On our return to Cambodia we were pleasantly surprised to find - as to how much Khmer we had picked up - as to how much we had learned from the people, from the community we live in. We went from saying ‘tamada tamada’ - things are fine, to simple sentences that we can finally formulate and that make sense for the Khmer people to understand…

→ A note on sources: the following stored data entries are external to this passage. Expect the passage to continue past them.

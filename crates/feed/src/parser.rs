// ABOUTME: Imports existing RSS/Atom/JSON feeds into the generic feed model using feed-rs.
// ABOUTME: Maps feed-rs types to Feed/Item so they can be re-emitted in another dialect.

use crate::error::FeedError;
use crate::models::{Author, Enclosure, Feed, Image, Item, Link};
use feed_rs::model::{Entry, Feed as FeedRsFeed, Link as FeedRsLink, Person};
use tracing::debug;

/// Parses feed bytes into the generic Feed model.
///
/// # Arguments
/// * `data` - Raw feed bytes (RSS, Atom, or JSON Feed)
///
/// # Returns
/// * `Ok(Feed)` - Parsed feed; items keep document order
/// * `Err(FeedError)` - The bytes are not a recognizable feed
pub fn parse_feed_bytes(data: &[u8]) -> Result<Feed, FeedError> {
    let parsed = feed_rs::parser::parse(data).map_err(FeedError::parse)?;

    let items: Vec<Item> = parsed.entries.iter().map(map_entry).collect();
    debug!(items = items.len(), "parsed source feed");

    Ok(Feed {
        title: parsed.title.as_ref().map(|t| t.content.clone()).unwrap_or_default(),
        link: extract_home_link(&parsed.links),
        description: parsed
            .description
            .as_ref()
            .map(|d| d.content.clone())
            .unwrap_or_default(),
        author: parsed.authors.first().map(person_to_author),
        updated: parsed.updated.map(|dt| dt.fixed_offset()),
        created: parsed.published.map(|dt| dt.fixed_offset()),
        id: parsed.id.clone(),
        subtitle: String::new(),
        items,
        copyright: parsed.rights.as_ref().map(|r| r.content.clone()).unwrap_or_default(),
        image: extract_feed_image(&parsed),
    })
}

/// Picks the feed's home link.
/// Prefers link with rel="alternate", otherwise uses the first link.
fn extract_home_link(links: &[FeedRsLink]) -> Link {
    links
        .iter()
        .find(|l| l.rel.as_deref() == Some("alternate"))
        .or_else(|| links.first())
        .map(to_link)
        .unwrap_or_default()
}

/// Picks the item link.
/// Prefers rel="alternate", then the first non-enclosure link, then the entry id.
fn extract_item_link(entry: &Entry) -> Link {
    if let Some(link) = entry
        .links
        .iter()
        .find(|l| l.rel.as_deref() == Some("alternate"))
    {
        return to_link(link);
    }

    if let Some(link) = entry.links.iter().find(|l| !is_enclosure_link(l)) {
        return to_link(link);
    }

    Link::new(entry.id.clone())
}

/// Checks if a link is an enclosure link (rel == "enclosure").
fn is_enclosure_link(link: &FeedRsLink) -> bool {
    link.rel.as_deref() == Some("enclosure")
}

fn to_link(link: &FeedRsLink) -> Link {
    Link {
        href: link.href.clone(),
        rel: link.rel.clone().unwrap_or_default(),
        media_type: link.media_type.clone().unwrap_or_default(),
        length: link.length.map(|l| l.to_string()).unwrap_or_default(),
    }
}

/// Extracts the feed image: logo first, then icon.
fn extract_feed_image(feed: &FeedRsFeed) -> Option<Image> {
    let image = feed.logo.as_ref().or(feed.icon.as_ref())?;
    Some(Image {
        url: image.uri.clone(),
        title: image.title.clone().unwrap_or_default(),
        link: image.link.as_ref().map(|l| l.href.clone()).unwrap_or_default(),
        width: image.width.unwrap_or(0),
        height: image.height.unwrap_or(0),
    })
}

/// Maps a feed-rs Entry to a generic Item.
fn map_entry(entry: &Entry) -> Item {
    let content = entry
        .content
        .as_ref()
        .and_then(|c| c.body.clone())
        .unwrap_or_default();

    Item {
        title: entry.title.as_ref().map(|t| t.content.clone()).unwrap_or_default(),
        link: extract_item_link(entry),
        source: None,
        author: entry.authors.first().map(person_to_author),
        description: entry
            .summary
            .as_ref()
            .map(|s| s.content.clone())
            .unwrap_or_default(),
        id: entry.id.clone(),
        updated: entry.updated.map(|dt| dt.fixed_offset()),
        created: entry.published.map(|dt| dt.fixed_offset()),
        enclosure: extract_enclosure(entry),
        content,
    }
}

/// Extracts the first enclosure.
/// Links with rel="enclosure" win over media content (RSS <enclosure> lands there).
fn extract_enclosure(entry: &Entry) -> Option<Enclosure> {
    if let Some(link) = entry.links.iter().find(|l| is_enclosure_link(l)) {
        return Some(Enclosure {
            url: link.href.clone(),
            media_type: link.media_type.clone().unwrap_or_default(),
            length: link.length.map(|l| l.to_string()).unwrap_or_default(),
        });
    }

    entry
        .media
        .iter()
        .flat_map(|m| m.content.iter())
        .find_map(|content| {
            let url = content.url.as_ref()?;
            Some(Enclosure {
                url: url.to_string(),
                media_type: content
                    .content_type
                    .as_ref()
                    .map(|m| m.to_string())
                    .unwrap_or_default(),
                length: content.size.map(|s| s.to_string()).unwrap_or_default(),
            })
        })
}

/// Converts a feed-rs Person to our Author model.
fn person_to_author(person: &Person) -> Author {
    Author {
        name: person.name.clone(),
        email: person.email.clone().unwrap_or_default(),
    }
}

#[cfg(test)]
mod tests {
    use super::*;

    const ATOM: &str = r#"<?xml version="1.0" encoding="utf-8"?>
<feed xmlns="http://www.w3.org/2005/Atom">
    <title>Atom Blog</title>
    <id>urn:uuid:60a76c80-d399-11d9-b93C-0003939e0af6</id>
    <updated>2024-03-01T12:00:00Z</updated>
    <link rel="self" href="https://example.com/atom.xml"/>
    <link rel="alternate" href="https://example.com/blog"/>
    <author><name>Jo</name><email>jo@example.com</email></author>
    <entry>
        <title>Episode</title>
        <id>urn:entry:1</id>
        <updated>2024-03-01T12:00:00Z</updated>
        <link rel="enclosure" type="audio/mpeg" length="4096" href="https://cdn.example.com/ep.mp3"/>
        <link rel="alternate" href="https://example.com/blog/ep"/>
        <summary>Short</summary>
    </entry>
    <entry>
        <title>Bare</title>
        <id>https://example.com/blog/bare</id>
        <updated>2024-03-02T12:00:00Z</updated>
    </entry>
</feed>"#;

    #[test]
    fn test_home_link_prefers_alternate() {
        let parsed = feed_rs::parser::parse(ATOM.as_bytes()).unwrap();
        assert_eq!(extract_home_link(&parsed.links).href, "https://example.com/blog");
    }

    #[test]
    fn test_home_link_empty() {
        assert_eq!(extract_home_link(&[]), Link::default());
    }

    #[test]
    fn test_item_link_falls_back_to_id() {
        let parsed = feed_rs::parser::parse(ATOM.as_bytes()).unwrap();
        assert_eq!(
            extract_item_link(&parsed.entries[1]).href,
            "https://example.com/blog/bare"
        );
    }

    #[test]
    fn test_enclosure_from_link() {
        let parsed = feed_rs::parser::parse(ATOM.as_bytes()).unwrap();
        assert_eq!(
            extract_enclosure(&parsed.entries[0]),
            Some(Enclosure {
                url: "https://cdn.example.com/ep.mp3".to_string(),
                media_type: "audio/mpeg".to_string(),
                length: "4096".to_string(),
            })
        );
        assert_eq!(
            extract_item_link(&parsed.entries[0]).href,
            "https://example.com/blog/ep"
        );
    }

    #[test]
    fn test_no_enclosure() {
        assert!(extract_enclosure(&Entry::default()).is_none());
    }
}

Initially, Kevin and I carried a dictionary with us, mispronouncing every Khmer word that you can possibly imagine …   Even more troubling, the Khmer people misunderstood us, because they thought we were speaking a foreign language - English instead of Khmer.   We even went as far as creating cue cards, which we pasted around our apartment to remember the new words that we had just learned.  In short, we realized that being both in a classroom environment with our Khmer 101 instructors, the belated Dara in Phnom Penh, and with Sophek in Mondolkiri, was in fact a disservice for us!  We were indeed overloaded with too much information all at once.   What's more, although the instructors were Khmer, did their best to deliver a good program, we were still isolated with the know how of learning the  ‘true’ Khmer language.  That is, as soon as we ‘barangs’ left the classroom environment, we naturally reverted back to our familiar milieu – to   English.

However, once in our placements, once we were forced to go out into the community, the market, the villages, to interact, share the culture, breath the same air, we gradually began, became, more accustomed to their ways – progressively assimilating ourselves into the language, the culture?

Putting a spin to our little adventure on route to Mondolkiri:  half way to MDK, we met up with another minivan, with the same company that we were travelling with, who had pulled to the side of the road and motioned our van to do likewise - and to pull up behind him.  Everyone got out of both vans, ours and the van in front of us, except for us!  I suppose we weren’t paying much attention to the change of the guards, except that we ‘mindlessly’ thought everyone was taking a quick ‘washroom’ break’ out in the field.  In fact, people were exchanging vans and were asking us to leave.  Clueless, we looked at each other, looked at the people, and didn’t move, until the new driver pointed to the other van (that had stopped in front of us), for us to switch to it, and to take with us our belongings, for Mondolkiri.  Why we had mysteriously exchanged vans, we will never know.  Did we graduate from Khmer 101 – basic Khmer language instruction? – maybe...  The culture however, will inevitably take time to understand it’s many 'onion' layers.  When we think that we have understood a situation,  another new inexplicable layer is introduced. lol

More later … :)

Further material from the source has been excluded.